Task directions - Beginning with the line that contains "entries.remove(key);" in the material below, print each line exactly until the line that contains "self.entries.lock().await.remove(key);" has been printed, then stop.

The records -
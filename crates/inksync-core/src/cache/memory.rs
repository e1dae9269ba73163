use std::collections::HashMap;
use std::time::{Duration, Instant};

use async_trait::async_trait;
use serde_json::Value;
use tokio::sync::Mutex;

use super::{Cache, MergeFn};
use crate::error::Result;

#[derive(Debug, Clone)]
struct CacheEntry {
    value: Value,
    expires_at: Instant,
}

/// In-process cache with per-entry TTL
#[derive(Debug, Default)]
pub struct MemoryCache {
    entries: Mutex<HashMap<String, CacheEntry>>,
}

impl MemoryCache {
    pub fn new() -> Self {
        Self::default()
    }

    /// Unexpired value for `key`
    pub async fn get(&self, key: &str) -> Option<Value> {
        let now = Instant::now();
        let mut entries = self.entries.lock().await;
        match entries.get(key) {
            Some(entry) if entry.expires_at > now => Some(entry.value.clone()),
            Some(_) => {
                entries.remove(key);
                None
            }
            None => None,
        }
    }

    /// Number of entries held, expired or not
    pub async fn len(&self) -> usize {
        self.entries.lock().await.len()
    }

    pub async fn is_empty(&self) -> bool {
        self.entries.lock().await.is_empty()
    }

    /// Seed an entry directly
    pub async fn insert(&self, key: impl Into<String>, value: Value, ttl: Duration) {
        self.entries.lock().await.insert(
            key.into(),
            CacheEntry {
                value,
                expires_at: Instant::now() + ttl,
            },
        );
    }
}

#[async_trait]
impl Cache for MemoryCache {
    async fn invalidate(&self, key: &str) -> Result<()> {
        self.entries.lock().await.remove(key);
        Ok(())
    }

    async fn merge_set(&self, key: &str, ttl: Duration, merge: MergeFn) -> Result<()> {
        let now = Instant::now();
        let mut entries = self.entries.lock().await;
        let current = entries
            .remove(key)
            .filter(|entry| entry.expires_at > now)
            .map(|entry| entry.value);

        // Sweep every expired entry, not just this key.
        entries.retain(|_, entry| entry.expires_at > now);

        entries.insert(
            key.to_string(),
            CacheEntry {
                value: merge(current),
                expires_at: now + ttl,
            },
        );
        Ok(())
    }
}

#[cfg(test)]
mod tests {
    use super::*;
    use serde_json::json;

    #[tokio::test]
    async fn invalidate_removes_entry() {
        let cache = MemoryCache::new();
        cache
            .insert("appointment:A1", json!({"v": 1}), Duration::from_secs(60))
            .await;
        assert!(cache.get("appointment:A1").await.is_some());

        cache.invalidate("appointment:A1").await.unwrap();
        assert!(cache.get("appointment:A1").await.is_none());
    }

    #[tokio::test]
    async fn merge_set_sees_current_value() {
        let cache = MemoryCache::new();
        cache
            .insert("k", json!({"a": 1}), Duration::from_secs(60))
            .await;

        cache
            .merge_set(
                "k",
                Duration::from_secs(60),
                Box::new(|current| {
                    let mut value = current.unwrap_or_else(|| json!({}));
                    value["b"] = json!(2);
                    value
                }),
            )
            .await
            .unwrap();

        assert_eq!(cache.get("k").await, Some(json!({"a": 1, "b": 2})));
    }

    #[tokio::test]
    async fn expired_entries_are_not_returned() {
        let cache = MemoryCache::new();
        cache.insert("k", json!(1), Duration::ZERO).await;
        assert!(cache.get("k").await.is_none());

        cache
            .merge_set(
                "k",
                Duration::from_secs(60),
                Box::new(|current| {
                    assert!(current.is_none());
                    json!(2)
                }),
            )
            .await
            .unwrap();
        assert_eq!(cache.get("k").await, Some(json!(2)));
    }

    #[tokio::test]
    async fn merge_set_sweeps_other_expired_entries() {
        let cache = MemoryCache::new();
        cache.insert("old-a", json!(1), Duration::ZERO).await;
        cache.insert("old-b", json!(2), Duration::ZERO).await;
        cache.insert("live", json!(3), Duration::from_secs(60)).await;

        cache
            .merge_set("fresh", Duration::from_secs(60), Box::new(|_| json!(4)))
            .await
            .unwrap();

        assert_eq!(cache.len().await, 2);
        assert_eq!(cache.get("live").await, Some(json!(3)));
    }
}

Reply -
                entries.remove(key);
                None
            }
            None => None,
        }
    }

    /// Number of entries held, expired or not
    pub async fn len(&self) -> usize {
        self.entries.lock().await.len()
    }

    pub async fn is_empty(&self) -> bool {
        self.entries.lock().await.is_empty()
    }

    /// Seed an entry directly
    pub async fn insert(&self, key: impl Into<String>, value: Value, ttl: Duration) {
        self.entries.lock().await.insert(
            key.into(),
            CacheEntry {
                value,
                expires_at: Instant::now() + ttl,
            },
        );
    }
}

#[async_trait]
impl Cache for MemoryCache {
    async fn invalidate(&self, key: &str) -> Result<()> {
        self.entries.lock().await.remove(key);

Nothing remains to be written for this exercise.